This task calls for copying every line in the data below that contains the word "theme".

━━━━━ Given information

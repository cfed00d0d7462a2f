use ratatui::layout::Rect;
use ratatui::text::{Line, Span};
use ratatui::widgets::{Block, BorderType, Borders, Clear, Paragraph};
use ratatui::Frame;

use super::theme;

/// Keybinding entries: (key, description)
const KEYBINDINGS: &[(&str, &str)] = &[
    ("Mouse", "Hold a button to place a finger"),
    ("Drag", "Move a finger"),
    ("Release", "Lift all to start the countdown"),
    ("Space", "Play again after a reveal"),
    ("Enter", "Play again after a reveal"),
    ("?", "Toggle this help"),
    ("q / Esc", "Quit"),
];

/// Render the help overlay
pub fn render(frame: &mut Frame, area: Rect) {
    let width = 52_u16.min(area.width.saturating_sub(4));
    let height = (KEYBINDINGS.len() as u16 + 6).min(area.height.saturating_sub(2));

    let dialog = super::centered_rect_fixed(width, height, area);
    frame.render_widget(Clear, dialog);

    let block = Block::default()
        .title(Line::from(vec![
            Span::styled(" ", theme::style_accent()),
            Span::styled(" Keybindings ", theme::style_accent_bold()),
        ]))
        .borders(Borders::ALL)
        .border_type(BorderType::Rounded)
        .border_style(theme::style_accent())
        .style(theme::style_default());

    let mut lines: Vec<Line> = Vec::new();
    lines.push(Line::from(""));

    for (key, desc) in KEYBINDINGS {
        lines.push(Line::from(vec![
            Span::styled(format!("  {:<10}", key), theme::style_accent_bold()),
            Span::styled(*desc, theme::style_default()),
        ]));
    }

    lines.push(Line::from(""));
    lines.push(Line::from(vec![
        Span::styled("  Press ", theme::style_dim()),
        Span::styled("?", theme::style_accent_bold()),
        Span::styled(" or ", theme::style_dim()),
        Span::styled("Esc", theme::style_accent_bold()),
        Span::styled(" to close", theme::style_dim()),
    ]));

    let para = Paragraph::new(lines).block(block);
    frame.render_widget(para, dialog);
}
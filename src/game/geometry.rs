/// A point in screen space. Absolute points are measured from the top-left
/// corner, normalized points from the viewport center.
#[derive(Debug, Clone, Copy, PartialEq, Default)]
pub struct Point {
    pub x: f64,
    pub y: f64,
}

impl Point {
    pub const fn new(x: f64, y: f64) -> Self {
        Self { x, y }
    }
}

/// Extent of the touch surface, captured at startup and on resize.
#[derive(Debug, Clone, Copy, PartialEq)]
pub struct Viewport {
    pub width: f64,
    pub height: f64,
}

/// Disc diameter at full progress, as a multiple of the larger viewport side.
const COVERAGE_FACTOR: f64 = 3.0;

impl Viewport {
    pub fn new(width: f64, height: f64) -> Self {
        Self { width, height }
    }

    pub fn center(&self) -> Point {
        Point::new(self.width / 2.0, self.height / 2.0)
    }

    /// Convert an absolute position into an offset from the viewport center.
    pub fn normalize(&self, x: f64, y: f64) -> Point {
        let c = self.center();
        Point::new(x - c.x, y - c.y)
    }

    /// Inverse of [`Viewport::normalize`].
    pub fn denormalize(&self, p: Point) -> Point {
        let c = self.center();
        Point::new(p.x + c.x, p.y + c.y)
    }

    /// Radius of the reveal disc for a progress value in `0.0..=1.0`.
    /// At 1.0 the disc covers the whole surface from any origin.
    pub fn coverage_radius(&self, progress: f64) -> f64 {
        let diameter = self.width.max(self.height) * COVERAGE_FACTOR;
        progress.clamp(0.0, 1.0) * diameter / 2.0
    }
}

━━━━━━━━━━

◆ The completed task ◆
use super::theme;
            Span::styled(" ", theme::style_accent()),
            Span::styled(" Keybindings ", theme::style_accent_bold()),
        .border_style(theme::style_accent())
        .style(theme::style_default());
            Span::styled(format!("  {:<10}", key), theme::style_accent_bold()),
            Span::styled(*desc, theme::style_default()),
        Span::styled("  Press ", theme::style_dim()),
        Span::styled("?", theme::style_accent_bold()),
        Span::styled(" or ", theme::style_dim()),
        Span::styled("Esc", theme::style_accent_bold()),
        Span::styled(" to close", theme::style_dim()),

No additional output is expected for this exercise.